Cathy O'Neil traduite par Marguerite Capelle : Je vais vous proposer un exemple de ce type de problème. Par exemple les données sur les actes criminels pour la police prédictive et aussi pour la prédiction de risques de récidive. Déjà revenons un petit peu en arrière, essayons de comprendre pourquoi ces scores de risques de récidive ont été créés. L’idée c’est que la justice était raciste, il y avait un manque d’objectivité, donc il s’agissait de rééquilibrer les choses avec un score scientifique. Il s’agissait de prédire le risque pour une personne d’être arrêtée dans les deux années qui suivaient sa sortie de prison. Donc évidemment on peut se demander qu’est-ce qu’on va faire de cette notation ? Évidement l’idée c’est que les gens qui ont un risque élevé de retourner en prison, un risque élevé de récidive, vont être punis plus longtemps, donc les gens sont punis de façon préventive pour quelque chose qu’ils n’ont pas encore fait et ça c’est déjà extrêmement discutable d’un point de vue philosophique.
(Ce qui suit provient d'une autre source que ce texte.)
use super::{CatalogEntry, NodeCatalog};
use crate::ast::Value;
use crate::graph::{Category, NodeKind, PortSpec, PortType};

fn exec() -> PortSpec {
    PortSpec::control("exec")
}

/// The `a`/`b` operand pair of a binary node.
fn operands(port_type: PortType, default: Value) -> Vec<PortSpec> {
    vec![
        PortSpec::data("a", port_type.clone()).with_default(default.clone()),
        PortSpec::data("b", port_type).with_default(default),
    ]
}

fn result(port_type: PortType) -> Vec<PortSpec> {
    vec![PortSpec::data("result", port_type)]
}

/// Declares every built-in node with its category, title, kind and port layout.
macro_rules! define_builtin_nodes {
    ( $( ($category:ident, $title:expr, $kind:expr, $inputs:expr, $outputs:expr) ),* $(,)? ) => {
        pub(super) fn register_builtin_nodes(catalog: &mut NodeCatalog) {
            $(
                catalog.register(CatalogEntry {
                    title: $title.to_string(),
                    category: Category::$category,
                    kind: $kind,
                    inputs: $inputs,
                    outputs: $outputs,
                });
            )*
        }
    };
}

define_builtin_nodes! {
    // Events
    (Event, "On Start", NodeKind::OnStart, vec![], vec![exec()]),

    // Control flow
    (Logic, "Branch", NodeKind::Branch,
        vec![exec(), PortSpec::data("condition", PortType::Boolean).with_default(true)],
        vec![PortSpec::control("true"), PortSpec::control("false")]),
    (Flow, "Delay", NodeKind::Delay,
        vec![exec(), PortSpec::data("millis", PortType::Number).with_default(0.0)],
        vec![exec()]),
    (Debug, "Print", NodeKind::Print,
        vec![exec(), PortSpec::data("value", PortType::Any).with_default("Hello")],
        vec![exec()]),

    // Comparison and logic
    (Logic, "Equals", NodeKind::Equals,
        operands(PortType::Any, Value::Number(0.0)), result(PortType::Boolean)),
    (Logic, "Greater Than", NodeKind::GreaterThan,
        operands(PortType::Number, Value::Number(0.0)), result(PortType::Boolean)),
    (Logic, "And", NodeKind::And,
        operands(PortType::Boolean, Value::Bool(false)), result(PortType::Boolean)),
    (Logic, "Or", NodeKind::Or,
        operands(PortType::Boolean, Value::Bool(false)), result(PortType::Boolean)),

    // Arithmetic
    (Math, "Add", NodeKind::Add,
        operands(PortType::Number, Value::Number(0.0)), result(PortType::Number)),
    (Math, "Subtract", NodeKind::Subtract,
        operands(PortType::Number, Value::Number(0.0)), result(PortType::Number)),
    (Math, "Multiply", NodeKind::Multiply,
        operands(PortType::Number, Value::Number(0.0)), result(PortType::Number)),
    (Math, "Divide", NodeKind::Divide,
        operands(PortType::Number, Value::Number(0.0)), result(PortType::Number)),

    // Literals
    (Data, "Number", NodeKind::Number { value: 0.0 },
        vec![], vec![PortSpec::data("value", PortType::Number)]),
    (Data, "String", NodeKind::Text { value: String::new() },
        vec![], vec![PortSpec::data("value", PortType::String)]),
    (Data, "Boolean", NodeKind::Boolean { value: false },
        vec![], vec![PortSpec::data("value", PortType::Boolean)]),
}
Mais au-delà de cette question de justice, il y a une question d’équité et le problème d’équité est réel.
La vérité, en tout cas aux États-Unis, c’est que nous arrêtons les gens pour toutes sortes de crimes non violents, qui sont plutôt des signes de pauvreté et des problématiques systémiques plutôt que des crimes en tant que tels. Par exemple on arrête les gens qui ont des problèmes mentaux qui ne sont pas soignés ou les gens qui sont accros aux drogues ou juste les gens qui sont pauvres : par exemple ceux qui pissent sur le trottoir parce qu’ils n’ont pas de toilettes ou ceux qui resquillent dans le métro. Donc ce sont vraiment des crimes très mineurs, des délits très mineurs, qui justifient des arrestations, ce qui arrive de plus en plus aux gens pauvres et aussi aux gens issus des minorités. Donc il n’est pas surprenant de constater que les scores de risques de récidive de ces personnes, qui sont optimisés pour être le plus exact possible, incluent des questions comme : avez-vous des problèmes, un historique de santé mentale ? Vivez-vous dans tel ou tel quartier ? Bénéficiez-vous de prestations sociales ? Etc. Forcément ces personnes vont être davantage ciblées par la police.
Pour résumer, la question de la police prédictive et du profilage des criminels continue, en fait, à amplifier et à propager l’historique raciste de la police et du fonctionnement de notre société. En fait ça empêche les choses de changer à l’avenir en punissant à l’avance les personnes concernées.